(Collected data)
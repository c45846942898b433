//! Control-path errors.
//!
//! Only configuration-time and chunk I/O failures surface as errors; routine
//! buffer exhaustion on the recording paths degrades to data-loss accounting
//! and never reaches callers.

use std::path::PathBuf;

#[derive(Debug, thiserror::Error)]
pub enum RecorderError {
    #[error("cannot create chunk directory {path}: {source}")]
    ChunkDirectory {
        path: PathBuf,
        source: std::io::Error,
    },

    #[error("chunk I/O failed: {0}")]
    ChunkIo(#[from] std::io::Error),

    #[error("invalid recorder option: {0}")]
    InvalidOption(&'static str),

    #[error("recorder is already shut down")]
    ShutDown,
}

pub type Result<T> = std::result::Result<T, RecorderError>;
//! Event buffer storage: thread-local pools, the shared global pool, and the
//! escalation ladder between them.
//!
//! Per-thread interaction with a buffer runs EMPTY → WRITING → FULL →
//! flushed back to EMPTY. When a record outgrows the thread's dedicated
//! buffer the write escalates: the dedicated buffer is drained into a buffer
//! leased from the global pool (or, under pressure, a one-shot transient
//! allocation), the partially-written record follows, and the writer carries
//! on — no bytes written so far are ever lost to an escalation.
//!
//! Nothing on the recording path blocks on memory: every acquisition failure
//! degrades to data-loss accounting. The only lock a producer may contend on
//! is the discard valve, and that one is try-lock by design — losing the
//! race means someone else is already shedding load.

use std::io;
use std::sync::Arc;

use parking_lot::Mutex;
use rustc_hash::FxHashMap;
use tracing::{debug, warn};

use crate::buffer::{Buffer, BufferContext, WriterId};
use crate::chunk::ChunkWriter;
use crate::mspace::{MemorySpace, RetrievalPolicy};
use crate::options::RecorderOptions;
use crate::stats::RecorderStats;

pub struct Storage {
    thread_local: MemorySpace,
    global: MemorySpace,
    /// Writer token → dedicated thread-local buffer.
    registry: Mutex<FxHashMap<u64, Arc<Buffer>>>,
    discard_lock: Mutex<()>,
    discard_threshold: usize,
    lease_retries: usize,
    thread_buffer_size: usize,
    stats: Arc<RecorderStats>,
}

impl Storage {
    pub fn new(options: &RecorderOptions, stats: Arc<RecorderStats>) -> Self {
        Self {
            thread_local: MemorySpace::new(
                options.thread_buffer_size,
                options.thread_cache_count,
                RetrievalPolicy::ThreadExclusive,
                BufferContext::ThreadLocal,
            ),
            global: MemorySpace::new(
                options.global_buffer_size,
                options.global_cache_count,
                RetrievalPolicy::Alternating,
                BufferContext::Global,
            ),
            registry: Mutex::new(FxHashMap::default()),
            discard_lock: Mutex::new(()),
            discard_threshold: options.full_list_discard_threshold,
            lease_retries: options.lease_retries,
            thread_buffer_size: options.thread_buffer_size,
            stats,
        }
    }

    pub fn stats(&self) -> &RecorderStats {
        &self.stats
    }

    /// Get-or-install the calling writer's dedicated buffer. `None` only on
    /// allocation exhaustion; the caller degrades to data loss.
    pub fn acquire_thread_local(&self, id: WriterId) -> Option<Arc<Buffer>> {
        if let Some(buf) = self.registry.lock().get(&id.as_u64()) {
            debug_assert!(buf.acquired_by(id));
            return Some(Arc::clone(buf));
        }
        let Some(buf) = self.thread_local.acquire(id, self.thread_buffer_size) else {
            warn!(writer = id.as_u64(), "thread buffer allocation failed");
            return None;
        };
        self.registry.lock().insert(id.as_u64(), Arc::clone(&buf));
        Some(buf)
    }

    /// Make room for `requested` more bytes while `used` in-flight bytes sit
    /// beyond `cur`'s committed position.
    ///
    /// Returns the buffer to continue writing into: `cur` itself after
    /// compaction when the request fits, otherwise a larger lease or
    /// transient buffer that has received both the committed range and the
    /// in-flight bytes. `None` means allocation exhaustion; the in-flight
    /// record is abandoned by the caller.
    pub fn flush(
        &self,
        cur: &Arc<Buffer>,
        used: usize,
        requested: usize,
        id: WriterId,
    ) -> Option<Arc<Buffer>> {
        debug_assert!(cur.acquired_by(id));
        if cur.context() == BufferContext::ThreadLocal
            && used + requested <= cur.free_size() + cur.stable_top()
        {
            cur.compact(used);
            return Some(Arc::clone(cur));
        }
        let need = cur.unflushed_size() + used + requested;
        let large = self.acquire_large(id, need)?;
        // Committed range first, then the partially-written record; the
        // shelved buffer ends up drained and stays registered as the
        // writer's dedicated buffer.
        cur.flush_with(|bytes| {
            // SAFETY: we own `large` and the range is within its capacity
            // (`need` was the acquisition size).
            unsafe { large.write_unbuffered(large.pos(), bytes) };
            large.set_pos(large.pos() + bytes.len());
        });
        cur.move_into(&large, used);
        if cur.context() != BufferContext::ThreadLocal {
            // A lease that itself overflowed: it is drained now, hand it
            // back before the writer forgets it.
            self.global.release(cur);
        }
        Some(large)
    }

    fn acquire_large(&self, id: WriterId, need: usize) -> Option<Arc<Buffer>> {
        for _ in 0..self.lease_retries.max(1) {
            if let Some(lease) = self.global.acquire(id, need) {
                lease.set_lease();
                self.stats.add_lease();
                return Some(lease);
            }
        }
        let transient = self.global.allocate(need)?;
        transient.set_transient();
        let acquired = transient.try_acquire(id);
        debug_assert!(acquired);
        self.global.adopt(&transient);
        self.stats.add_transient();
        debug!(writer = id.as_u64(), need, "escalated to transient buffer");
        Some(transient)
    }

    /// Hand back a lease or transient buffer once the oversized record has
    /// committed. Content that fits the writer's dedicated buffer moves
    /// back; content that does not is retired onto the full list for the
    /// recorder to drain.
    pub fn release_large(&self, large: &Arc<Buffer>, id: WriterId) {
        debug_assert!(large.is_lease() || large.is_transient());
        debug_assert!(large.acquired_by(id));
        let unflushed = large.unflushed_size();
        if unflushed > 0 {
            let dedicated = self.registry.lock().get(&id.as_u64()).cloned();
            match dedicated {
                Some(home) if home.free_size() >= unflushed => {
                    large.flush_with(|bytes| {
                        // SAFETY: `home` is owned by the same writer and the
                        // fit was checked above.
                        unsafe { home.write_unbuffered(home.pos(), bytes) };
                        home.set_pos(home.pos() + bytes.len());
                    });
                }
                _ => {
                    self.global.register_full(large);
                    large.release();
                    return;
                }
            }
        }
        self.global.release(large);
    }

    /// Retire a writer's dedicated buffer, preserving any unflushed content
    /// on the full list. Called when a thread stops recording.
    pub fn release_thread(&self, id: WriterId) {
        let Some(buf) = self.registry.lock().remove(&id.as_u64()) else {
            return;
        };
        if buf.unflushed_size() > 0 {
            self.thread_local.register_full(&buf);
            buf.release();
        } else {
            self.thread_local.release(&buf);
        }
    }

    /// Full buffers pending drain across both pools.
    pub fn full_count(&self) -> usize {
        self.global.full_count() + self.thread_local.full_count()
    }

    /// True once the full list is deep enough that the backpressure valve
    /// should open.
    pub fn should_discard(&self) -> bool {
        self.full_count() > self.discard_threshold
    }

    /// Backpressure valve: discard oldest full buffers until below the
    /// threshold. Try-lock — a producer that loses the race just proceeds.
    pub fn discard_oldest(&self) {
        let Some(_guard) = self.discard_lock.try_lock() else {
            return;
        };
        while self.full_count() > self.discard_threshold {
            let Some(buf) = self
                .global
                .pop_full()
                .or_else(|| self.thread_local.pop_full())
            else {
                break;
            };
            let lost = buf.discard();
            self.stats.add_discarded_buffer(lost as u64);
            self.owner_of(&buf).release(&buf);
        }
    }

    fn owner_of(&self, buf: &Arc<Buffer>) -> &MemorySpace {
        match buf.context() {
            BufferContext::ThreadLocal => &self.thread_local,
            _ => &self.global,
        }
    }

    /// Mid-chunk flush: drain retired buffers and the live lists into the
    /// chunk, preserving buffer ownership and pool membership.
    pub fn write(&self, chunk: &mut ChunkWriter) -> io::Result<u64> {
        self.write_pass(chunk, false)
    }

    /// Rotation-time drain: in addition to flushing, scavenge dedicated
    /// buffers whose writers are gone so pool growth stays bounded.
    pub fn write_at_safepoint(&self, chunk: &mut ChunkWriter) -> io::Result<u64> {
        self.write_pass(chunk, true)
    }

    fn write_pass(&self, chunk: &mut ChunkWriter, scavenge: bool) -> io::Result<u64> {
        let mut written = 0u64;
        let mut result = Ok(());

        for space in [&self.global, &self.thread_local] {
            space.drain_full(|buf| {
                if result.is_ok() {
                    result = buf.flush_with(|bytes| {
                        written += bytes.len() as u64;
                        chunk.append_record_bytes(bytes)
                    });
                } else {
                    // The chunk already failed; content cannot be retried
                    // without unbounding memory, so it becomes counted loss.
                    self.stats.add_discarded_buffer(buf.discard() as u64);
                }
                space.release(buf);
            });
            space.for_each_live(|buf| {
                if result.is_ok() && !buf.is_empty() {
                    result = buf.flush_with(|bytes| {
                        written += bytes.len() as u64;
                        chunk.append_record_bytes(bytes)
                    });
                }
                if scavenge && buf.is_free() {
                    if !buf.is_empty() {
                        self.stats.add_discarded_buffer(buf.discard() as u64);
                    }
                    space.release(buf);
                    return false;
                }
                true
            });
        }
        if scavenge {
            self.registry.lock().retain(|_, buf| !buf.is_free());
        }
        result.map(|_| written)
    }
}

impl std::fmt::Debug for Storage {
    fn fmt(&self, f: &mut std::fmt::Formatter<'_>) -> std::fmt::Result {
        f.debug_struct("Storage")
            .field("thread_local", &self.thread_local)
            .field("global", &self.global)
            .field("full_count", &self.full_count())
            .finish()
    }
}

→ **What you should do**: Copy the entries above exactly, but only from the line holding "return Some(Arc::clone(cur));" through the line holding "debug_assert!(large.acquired_by(id));", both included.

→ **Task answer**:
            return Some(Arc::clone(cur));
        }
        let need = cur.unflushed_size() + used + requested;
        let large = self.acquire_large(id, need)?;
        // Committed range first, then the partially-written record; the
        // shelved buffer ends up drained and stays registered as the
        // writer's dedicated buffer.
        cur.flush_with(|bytes| {
            // SAFETY: we own `large` and the range is within its capacity
            // (`need` was the acquisition size).
            unsafe { large.write_unbuffered(large.pos(), bytes) };
            large.set_pos(large.pos() + bytes.len());
        });
        cur.move_into(&large, used);
        if cur.context() != BufferContext::ThreadLocal {
            // A lease that itself overflowed: it is drained now, hand it
            // back before the writer forgets it.
            self.global.release(cur);
        }
        Some(large)
    }

    fn acquire_large(&self, id: WriterId, need: usize) -> Option<Arc<Buffer>> {
        for _ in 0..self.lease_retries.max(1) {
            if let Some(lease) = self.global.acquire(id, need) {
                lease.set_lease();
                self.stats.add_lease();
                return Some(lease);
            }
        }
        let transient = self.global.allocate(need)?;
        transient.set_transient();
        let acquired = transient.try_acquire(id);
        debug_assert!(acquired);
        self.global.adopt(&transient);
        self.stats.add_transient();
        debug!(writer = id.as_u64(), need, "escalated to transient buffer");
        Some(transient)
    }

    /// Hand back a lease or transient buffer once the oversized record has
    /// committed. Content that fits the writer's dedicated buffer moves
    /// back; content that does not is retired onto the full list for the
    /// recorder to drain.
    pub fn release_large(&self, large: &Arc<Buffer>, id: WriterId) {
        debug_assert!(large.is_lease() || large.is_transient());
        debug_assert!(large.acquired_by(id));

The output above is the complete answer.